PROVIDED MATERIAL:
Segment Open
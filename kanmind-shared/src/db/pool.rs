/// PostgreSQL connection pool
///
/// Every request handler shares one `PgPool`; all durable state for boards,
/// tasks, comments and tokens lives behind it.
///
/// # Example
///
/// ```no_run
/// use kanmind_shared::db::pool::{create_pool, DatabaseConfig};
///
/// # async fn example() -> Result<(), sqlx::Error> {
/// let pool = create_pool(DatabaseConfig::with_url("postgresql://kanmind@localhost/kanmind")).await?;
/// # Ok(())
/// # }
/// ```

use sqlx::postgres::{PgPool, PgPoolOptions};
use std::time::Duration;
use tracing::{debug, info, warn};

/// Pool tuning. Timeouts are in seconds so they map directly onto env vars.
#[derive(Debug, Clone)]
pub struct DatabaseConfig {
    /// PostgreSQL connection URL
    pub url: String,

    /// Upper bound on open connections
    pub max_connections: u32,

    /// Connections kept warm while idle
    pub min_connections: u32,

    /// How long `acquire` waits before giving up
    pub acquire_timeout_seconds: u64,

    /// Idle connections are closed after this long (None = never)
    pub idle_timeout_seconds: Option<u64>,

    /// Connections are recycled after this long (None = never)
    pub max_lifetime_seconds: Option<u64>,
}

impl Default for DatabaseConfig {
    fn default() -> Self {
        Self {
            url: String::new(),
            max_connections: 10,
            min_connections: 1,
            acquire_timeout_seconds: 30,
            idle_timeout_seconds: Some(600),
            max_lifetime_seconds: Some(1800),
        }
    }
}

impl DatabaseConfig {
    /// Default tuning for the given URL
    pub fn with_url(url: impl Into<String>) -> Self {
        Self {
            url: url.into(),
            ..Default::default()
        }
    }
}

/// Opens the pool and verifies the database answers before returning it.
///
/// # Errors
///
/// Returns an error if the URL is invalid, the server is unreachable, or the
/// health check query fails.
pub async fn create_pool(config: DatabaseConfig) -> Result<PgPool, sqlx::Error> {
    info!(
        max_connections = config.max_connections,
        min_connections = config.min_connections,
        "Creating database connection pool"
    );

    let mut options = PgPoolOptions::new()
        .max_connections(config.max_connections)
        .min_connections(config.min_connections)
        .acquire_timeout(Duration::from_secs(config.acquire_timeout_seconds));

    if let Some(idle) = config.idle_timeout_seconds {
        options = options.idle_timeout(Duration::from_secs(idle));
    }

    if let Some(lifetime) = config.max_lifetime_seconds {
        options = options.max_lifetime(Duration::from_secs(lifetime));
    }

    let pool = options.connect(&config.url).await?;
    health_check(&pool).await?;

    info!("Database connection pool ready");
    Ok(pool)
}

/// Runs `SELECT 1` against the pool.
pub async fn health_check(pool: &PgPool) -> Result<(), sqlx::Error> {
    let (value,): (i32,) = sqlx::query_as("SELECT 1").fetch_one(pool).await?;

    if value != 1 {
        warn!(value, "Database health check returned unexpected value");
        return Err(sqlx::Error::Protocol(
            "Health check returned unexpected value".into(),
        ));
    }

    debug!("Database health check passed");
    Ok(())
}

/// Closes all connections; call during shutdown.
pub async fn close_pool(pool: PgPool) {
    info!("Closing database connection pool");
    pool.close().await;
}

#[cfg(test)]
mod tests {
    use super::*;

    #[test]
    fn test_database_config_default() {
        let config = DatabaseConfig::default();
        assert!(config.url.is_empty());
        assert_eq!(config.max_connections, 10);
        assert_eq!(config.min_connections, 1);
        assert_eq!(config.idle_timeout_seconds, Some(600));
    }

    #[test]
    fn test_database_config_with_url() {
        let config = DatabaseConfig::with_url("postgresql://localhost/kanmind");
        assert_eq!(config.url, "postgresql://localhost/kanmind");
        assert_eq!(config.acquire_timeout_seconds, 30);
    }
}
Segment Closed
Segment Open
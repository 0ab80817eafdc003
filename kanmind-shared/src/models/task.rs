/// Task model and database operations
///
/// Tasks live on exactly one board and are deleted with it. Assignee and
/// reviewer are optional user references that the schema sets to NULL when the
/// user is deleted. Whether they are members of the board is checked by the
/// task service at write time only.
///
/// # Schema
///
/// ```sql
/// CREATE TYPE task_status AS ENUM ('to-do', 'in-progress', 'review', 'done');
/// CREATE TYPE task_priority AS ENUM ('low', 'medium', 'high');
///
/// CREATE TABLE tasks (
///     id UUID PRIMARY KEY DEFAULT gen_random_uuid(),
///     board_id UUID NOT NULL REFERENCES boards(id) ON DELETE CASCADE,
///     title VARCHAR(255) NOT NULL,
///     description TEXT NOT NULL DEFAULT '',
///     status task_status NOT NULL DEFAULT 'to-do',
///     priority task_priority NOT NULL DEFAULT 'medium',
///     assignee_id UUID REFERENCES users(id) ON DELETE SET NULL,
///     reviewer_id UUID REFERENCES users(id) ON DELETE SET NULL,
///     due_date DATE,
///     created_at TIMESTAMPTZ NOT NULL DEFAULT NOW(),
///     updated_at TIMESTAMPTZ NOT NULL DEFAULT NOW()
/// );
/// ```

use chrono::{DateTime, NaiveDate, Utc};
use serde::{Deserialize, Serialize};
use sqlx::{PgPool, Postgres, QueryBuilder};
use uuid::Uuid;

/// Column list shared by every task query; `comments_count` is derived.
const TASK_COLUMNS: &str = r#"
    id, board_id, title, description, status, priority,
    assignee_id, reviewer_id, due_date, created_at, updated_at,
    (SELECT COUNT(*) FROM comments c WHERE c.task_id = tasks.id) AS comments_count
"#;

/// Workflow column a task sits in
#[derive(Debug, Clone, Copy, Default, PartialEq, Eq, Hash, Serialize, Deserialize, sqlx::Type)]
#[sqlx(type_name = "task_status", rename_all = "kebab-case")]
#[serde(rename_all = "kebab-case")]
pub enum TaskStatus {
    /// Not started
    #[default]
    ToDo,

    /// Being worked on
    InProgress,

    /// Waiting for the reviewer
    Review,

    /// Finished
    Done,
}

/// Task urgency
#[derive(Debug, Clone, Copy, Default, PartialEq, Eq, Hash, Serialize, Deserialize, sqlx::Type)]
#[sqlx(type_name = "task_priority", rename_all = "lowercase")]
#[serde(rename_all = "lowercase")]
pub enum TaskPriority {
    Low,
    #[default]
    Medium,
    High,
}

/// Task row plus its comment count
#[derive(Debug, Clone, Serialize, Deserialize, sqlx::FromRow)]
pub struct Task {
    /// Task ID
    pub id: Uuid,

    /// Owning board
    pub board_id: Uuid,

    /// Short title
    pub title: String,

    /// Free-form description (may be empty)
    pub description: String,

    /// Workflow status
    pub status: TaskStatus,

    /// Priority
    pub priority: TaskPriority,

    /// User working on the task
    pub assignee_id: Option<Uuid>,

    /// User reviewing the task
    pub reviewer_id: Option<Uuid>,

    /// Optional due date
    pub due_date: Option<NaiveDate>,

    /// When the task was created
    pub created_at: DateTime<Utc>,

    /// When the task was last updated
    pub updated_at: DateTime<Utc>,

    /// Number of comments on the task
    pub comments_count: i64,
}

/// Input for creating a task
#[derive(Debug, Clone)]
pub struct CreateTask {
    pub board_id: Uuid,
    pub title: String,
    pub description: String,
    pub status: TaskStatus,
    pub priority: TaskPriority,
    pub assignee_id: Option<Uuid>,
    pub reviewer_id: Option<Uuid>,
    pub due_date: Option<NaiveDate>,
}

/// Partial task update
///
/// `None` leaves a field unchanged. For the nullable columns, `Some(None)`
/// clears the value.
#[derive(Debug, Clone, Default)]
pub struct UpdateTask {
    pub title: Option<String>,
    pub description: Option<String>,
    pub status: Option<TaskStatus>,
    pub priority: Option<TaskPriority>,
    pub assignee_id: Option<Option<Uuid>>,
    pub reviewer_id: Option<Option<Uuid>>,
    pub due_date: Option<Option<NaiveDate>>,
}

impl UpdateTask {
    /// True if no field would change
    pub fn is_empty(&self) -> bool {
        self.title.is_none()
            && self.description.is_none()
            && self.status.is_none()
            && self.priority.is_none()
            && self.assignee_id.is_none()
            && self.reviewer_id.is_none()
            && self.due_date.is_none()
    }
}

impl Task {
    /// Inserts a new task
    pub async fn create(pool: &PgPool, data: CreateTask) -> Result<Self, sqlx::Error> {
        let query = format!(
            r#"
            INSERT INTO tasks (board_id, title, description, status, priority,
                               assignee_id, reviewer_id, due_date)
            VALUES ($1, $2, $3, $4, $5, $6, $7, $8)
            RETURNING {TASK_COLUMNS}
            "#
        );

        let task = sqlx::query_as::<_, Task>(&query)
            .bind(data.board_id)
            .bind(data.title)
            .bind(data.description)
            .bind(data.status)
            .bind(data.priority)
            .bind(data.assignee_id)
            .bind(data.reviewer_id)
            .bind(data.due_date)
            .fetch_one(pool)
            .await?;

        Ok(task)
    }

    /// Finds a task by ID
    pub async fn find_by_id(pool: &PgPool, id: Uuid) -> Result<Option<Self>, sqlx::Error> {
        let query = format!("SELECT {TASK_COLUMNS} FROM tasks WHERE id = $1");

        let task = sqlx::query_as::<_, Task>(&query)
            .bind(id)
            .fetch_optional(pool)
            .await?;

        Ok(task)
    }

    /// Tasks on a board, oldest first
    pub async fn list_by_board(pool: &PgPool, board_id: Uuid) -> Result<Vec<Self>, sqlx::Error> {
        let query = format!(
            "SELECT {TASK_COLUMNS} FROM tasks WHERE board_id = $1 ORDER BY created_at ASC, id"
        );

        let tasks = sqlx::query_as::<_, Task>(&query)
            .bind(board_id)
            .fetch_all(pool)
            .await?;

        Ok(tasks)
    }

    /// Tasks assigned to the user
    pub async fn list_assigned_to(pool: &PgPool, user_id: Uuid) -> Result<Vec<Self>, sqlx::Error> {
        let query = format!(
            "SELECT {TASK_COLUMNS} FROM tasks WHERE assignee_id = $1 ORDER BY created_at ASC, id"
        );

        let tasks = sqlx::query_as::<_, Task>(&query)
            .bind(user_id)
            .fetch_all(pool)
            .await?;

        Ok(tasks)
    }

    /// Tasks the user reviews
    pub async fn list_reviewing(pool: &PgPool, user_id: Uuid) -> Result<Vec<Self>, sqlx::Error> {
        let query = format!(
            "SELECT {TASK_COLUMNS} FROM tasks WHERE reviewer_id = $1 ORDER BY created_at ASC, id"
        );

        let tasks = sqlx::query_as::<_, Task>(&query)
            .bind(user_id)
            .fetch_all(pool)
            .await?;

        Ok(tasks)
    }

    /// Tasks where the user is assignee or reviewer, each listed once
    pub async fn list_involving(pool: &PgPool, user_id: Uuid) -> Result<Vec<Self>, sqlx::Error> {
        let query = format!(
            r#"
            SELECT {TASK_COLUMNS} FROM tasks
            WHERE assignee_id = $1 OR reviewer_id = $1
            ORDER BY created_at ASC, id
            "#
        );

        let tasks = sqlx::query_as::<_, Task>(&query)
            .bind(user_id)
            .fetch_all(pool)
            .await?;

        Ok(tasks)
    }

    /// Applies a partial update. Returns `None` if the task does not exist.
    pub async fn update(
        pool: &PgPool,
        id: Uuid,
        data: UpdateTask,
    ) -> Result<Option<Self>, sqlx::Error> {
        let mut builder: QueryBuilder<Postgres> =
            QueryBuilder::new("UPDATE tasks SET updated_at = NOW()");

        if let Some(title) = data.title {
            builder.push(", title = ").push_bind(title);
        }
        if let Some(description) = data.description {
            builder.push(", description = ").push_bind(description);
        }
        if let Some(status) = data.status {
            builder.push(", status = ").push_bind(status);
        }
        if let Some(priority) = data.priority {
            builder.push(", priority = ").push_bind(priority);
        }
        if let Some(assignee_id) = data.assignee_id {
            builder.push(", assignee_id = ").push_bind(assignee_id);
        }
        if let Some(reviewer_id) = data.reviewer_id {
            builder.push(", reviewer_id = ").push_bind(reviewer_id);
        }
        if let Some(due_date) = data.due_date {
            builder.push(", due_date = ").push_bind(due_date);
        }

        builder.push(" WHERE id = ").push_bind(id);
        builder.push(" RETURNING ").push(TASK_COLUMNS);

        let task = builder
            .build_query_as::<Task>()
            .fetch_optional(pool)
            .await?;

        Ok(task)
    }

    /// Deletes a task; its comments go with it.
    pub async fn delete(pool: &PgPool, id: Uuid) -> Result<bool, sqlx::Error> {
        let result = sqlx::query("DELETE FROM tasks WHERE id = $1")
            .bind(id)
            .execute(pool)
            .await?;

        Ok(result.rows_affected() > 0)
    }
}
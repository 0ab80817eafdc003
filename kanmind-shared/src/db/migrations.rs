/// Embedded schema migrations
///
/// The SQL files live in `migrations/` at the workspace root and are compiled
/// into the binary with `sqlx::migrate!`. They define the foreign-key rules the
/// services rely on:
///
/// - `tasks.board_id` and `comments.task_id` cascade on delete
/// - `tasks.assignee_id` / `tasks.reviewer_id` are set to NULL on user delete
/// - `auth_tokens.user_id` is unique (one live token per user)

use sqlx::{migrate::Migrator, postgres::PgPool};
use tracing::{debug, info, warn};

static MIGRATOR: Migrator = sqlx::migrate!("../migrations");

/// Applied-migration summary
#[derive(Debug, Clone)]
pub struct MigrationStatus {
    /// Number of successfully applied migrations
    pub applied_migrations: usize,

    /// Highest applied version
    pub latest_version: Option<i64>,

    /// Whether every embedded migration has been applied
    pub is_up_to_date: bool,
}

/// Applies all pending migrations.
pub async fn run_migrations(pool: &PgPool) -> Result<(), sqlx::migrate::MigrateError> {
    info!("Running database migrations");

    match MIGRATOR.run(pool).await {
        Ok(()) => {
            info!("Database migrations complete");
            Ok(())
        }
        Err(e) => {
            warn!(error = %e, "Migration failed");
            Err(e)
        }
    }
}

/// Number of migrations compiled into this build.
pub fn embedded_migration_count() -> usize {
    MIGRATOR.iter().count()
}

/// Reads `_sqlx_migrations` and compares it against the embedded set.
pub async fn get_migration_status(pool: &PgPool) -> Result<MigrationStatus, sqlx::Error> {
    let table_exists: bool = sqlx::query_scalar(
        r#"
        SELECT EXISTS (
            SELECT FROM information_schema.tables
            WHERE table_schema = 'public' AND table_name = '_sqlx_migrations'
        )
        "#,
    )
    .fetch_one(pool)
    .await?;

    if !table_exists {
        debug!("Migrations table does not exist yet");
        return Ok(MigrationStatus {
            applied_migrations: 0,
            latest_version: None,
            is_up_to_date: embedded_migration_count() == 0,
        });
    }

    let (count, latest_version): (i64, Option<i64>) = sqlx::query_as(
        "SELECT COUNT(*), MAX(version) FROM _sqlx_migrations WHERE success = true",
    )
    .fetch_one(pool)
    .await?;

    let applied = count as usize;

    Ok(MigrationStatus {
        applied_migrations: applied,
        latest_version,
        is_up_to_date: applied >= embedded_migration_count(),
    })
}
Segment Closed
Segment Open
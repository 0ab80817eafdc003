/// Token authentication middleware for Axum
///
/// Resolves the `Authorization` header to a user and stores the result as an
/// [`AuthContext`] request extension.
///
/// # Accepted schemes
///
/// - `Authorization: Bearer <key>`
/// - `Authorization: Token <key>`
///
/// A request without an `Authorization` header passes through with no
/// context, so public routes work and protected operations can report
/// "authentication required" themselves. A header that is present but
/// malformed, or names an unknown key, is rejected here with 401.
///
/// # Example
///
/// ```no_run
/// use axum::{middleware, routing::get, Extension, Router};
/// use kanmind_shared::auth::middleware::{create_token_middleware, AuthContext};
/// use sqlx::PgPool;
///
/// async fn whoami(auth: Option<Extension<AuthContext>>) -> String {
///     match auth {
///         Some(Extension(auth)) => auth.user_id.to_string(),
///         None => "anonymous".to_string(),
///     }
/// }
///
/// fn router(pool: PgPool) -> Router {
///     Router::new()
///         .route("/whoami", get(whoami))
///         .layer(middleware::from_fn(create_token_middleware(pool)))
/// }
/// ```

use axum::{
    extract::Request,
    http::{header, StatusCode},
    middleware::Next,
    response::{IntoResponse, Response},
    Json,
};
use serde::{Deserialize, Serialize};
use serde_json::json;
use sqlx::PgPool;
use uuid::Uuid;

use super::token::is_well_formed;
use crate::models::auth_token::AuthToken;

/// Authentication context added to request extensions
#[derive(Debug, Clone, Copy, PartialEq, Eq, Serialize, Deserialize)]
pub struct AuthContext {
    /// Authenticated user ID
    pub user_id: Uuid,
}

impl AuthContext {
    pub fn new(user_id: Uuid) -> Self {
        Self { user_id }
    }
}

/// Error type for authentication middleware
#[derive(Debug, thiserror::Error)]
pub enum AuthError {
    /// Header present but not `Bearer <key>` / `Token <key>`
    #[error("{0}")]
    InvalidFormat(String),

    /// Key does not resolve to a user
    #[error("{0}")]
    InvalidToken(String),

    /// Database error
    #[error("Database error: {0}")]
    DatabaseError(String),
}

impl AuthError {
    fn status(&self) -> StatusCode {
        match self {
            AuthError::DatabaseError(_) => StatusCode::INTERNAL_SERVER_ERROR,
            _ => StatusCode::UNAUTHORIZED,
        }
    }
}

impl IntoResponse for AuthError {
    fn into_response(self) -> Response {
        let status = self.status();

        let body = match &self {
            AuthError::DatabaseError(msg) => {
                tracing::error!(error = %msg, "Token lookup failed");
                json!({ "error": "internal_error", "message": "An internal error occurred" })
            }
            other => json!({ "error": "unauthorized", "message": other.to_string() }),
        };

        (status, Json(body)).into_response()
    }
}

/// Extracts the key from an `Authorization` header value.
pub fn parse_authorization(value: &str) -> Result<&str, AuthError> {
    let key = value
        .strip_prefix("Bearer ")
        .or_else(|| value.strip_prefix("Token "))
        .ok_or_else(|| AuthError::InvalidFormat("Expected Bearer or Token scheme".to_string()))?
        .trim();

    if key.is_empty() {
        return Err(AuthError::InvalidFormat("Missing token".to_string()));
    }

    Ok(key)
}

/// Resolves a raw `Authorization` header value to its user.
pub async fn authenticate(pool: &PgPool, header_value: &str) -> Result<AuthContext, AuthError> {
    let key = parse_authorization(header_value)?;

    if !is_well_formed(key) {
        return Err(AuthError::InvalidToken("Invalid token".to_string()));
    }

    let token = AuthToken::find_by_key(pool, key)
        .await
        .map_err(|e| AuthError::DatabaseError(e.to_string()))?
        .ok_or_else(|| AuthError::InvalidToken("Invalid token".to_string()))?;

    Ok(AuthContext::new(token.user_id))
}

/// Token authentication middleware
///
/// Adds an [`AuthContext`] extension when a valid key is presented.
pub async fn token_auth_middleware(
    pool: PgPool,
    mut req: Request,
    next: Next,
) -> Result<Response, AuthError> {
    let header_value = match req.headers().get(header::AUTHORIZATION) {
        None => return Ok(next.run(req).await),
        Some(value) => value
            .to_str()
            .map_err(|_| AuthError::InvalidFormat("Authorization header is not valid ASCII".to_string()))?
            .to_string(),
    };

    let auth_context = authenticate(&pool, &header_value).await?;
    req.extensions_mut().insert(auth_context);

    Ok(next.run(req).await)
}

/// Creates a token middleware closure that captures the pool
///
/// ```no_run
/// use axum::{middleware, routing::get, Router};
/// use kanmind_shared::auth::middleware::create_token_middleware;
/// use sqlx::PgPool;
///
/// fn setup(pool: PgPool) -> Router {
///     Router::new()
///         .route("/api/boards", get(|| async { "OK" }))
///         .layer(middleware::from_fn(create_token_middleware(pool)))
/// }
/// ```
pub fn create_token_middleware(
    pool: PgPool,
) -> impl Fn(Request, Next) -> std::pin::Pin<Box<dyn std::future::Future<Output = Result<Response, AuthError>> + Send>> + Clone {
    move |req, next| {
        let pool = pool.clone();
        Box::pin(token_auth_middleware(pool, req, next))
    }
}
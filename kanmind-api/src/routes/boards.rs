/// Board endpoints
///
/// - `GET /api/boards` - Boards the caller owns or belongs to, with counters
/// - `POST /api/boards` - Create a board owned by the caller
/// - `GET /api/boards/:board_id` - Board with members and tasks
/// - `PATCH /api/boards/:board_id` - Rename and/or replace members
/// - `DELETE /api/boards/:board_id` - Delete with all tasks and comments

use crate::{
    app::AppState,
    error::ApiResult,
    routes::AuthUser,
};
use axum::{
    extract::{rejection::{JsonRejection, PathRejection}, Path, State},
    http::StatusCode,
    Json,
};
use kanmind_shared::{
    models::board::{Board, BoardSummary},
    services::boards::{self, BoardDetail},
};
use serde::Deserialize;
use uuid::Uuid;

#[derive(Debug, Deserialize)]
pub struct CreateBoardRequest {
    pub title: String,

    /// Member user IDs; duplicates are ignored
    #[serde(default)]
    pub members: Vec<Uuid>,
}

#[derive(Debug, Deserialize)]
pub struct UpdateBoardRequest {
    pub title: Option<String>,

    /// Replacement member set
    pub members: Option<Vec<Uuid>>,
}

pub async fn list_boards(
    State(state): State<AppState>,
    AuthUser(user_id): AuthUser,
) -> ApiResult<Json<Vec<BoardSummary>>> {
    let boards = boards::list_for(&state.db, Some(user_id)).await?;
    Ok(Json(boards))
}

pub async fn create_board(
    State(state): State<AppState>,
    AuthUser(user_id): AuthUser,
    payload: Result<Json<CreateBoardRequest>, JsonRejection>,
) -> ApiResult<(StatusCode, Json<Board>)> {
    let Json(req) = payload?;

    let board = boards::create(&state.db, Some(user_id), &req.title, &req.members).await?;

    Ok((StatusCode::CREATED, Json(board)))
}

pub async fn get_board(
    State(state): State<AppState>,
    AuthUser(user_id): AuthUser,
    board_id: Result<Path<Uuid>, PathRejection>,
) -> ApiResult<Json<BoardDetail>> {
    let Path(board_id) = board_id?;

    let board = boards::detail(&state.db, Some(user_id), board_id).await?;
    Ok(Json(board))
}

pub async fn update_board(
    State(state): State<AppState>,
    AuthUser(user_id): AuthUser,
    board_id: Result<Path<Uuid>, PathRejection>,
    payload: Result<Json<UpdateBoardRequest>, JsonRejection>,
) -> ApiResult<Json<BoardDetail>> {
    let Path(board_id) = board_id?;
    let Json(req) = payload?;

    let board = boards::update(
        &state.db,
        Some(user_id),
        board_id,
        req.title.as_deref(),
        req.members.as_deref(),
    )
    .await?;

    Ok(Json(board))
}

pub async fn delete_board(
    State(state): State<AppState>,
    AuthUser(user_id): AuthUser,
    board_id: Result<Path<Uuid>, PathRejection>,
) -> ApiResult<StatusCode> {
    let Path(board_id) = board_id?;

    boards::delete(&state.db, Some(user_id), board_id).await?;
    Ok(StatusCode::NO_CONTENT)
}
Segment Closed
Look back at the entries above. Retype the line with "filename kanmind-shared/src/db/pool.rs", the line with "fn default() ->", and all lines in between.

filename kanmind-shared/src/db/pool.rs
/// PostgreSQL connection pool
///
/// Every request handler shares one `PgPool`; all durable state for boards,
/// tasks, comments and tokens lives behind it.
///
/// # Example
///
/// ```no_run
/// use kanmind_shared::db::pool::{create_pool, DatabaseConfig};
///
/// # async fn example() -> Result<(), sqlx::Error> {
/// let pool = create_pool(DatabaseConfig::with_url("postgresql://kanmind@localhost/kanmind")).await?;
/// # Ok(())
/// # }
/// ```

use sqlx::postgres::{PgPool, PgPoolOptions};
use std::time::Duration;
use tracing::{debug, info, warn};

/// Pool tuning. Timeouts are in seconds so they map directly onto env vars.
#[derive(Debug, Clone)]
pub struct DatabaseConfig {
    /// PostgreSQL connection URL
    pub url: String,

    /// Upper bound on open connections
    pub max_connections: u32,

    /// Connections kept warm while idle
    pub min_connections: u32,

    /// How long `acquire` waits before giving up
    pub acquire_timeout_seconds: u64,

    /// Idle connections are closed after this long (None = never)
    pub idle_timeout_seconds: Option<u64>,

    /// Connections are recycled after this long (None = never)
    pub max_lifetime_seconds: Option<u64>,
}

impl Default for DatabaseConfig {
    fn default() -> Self {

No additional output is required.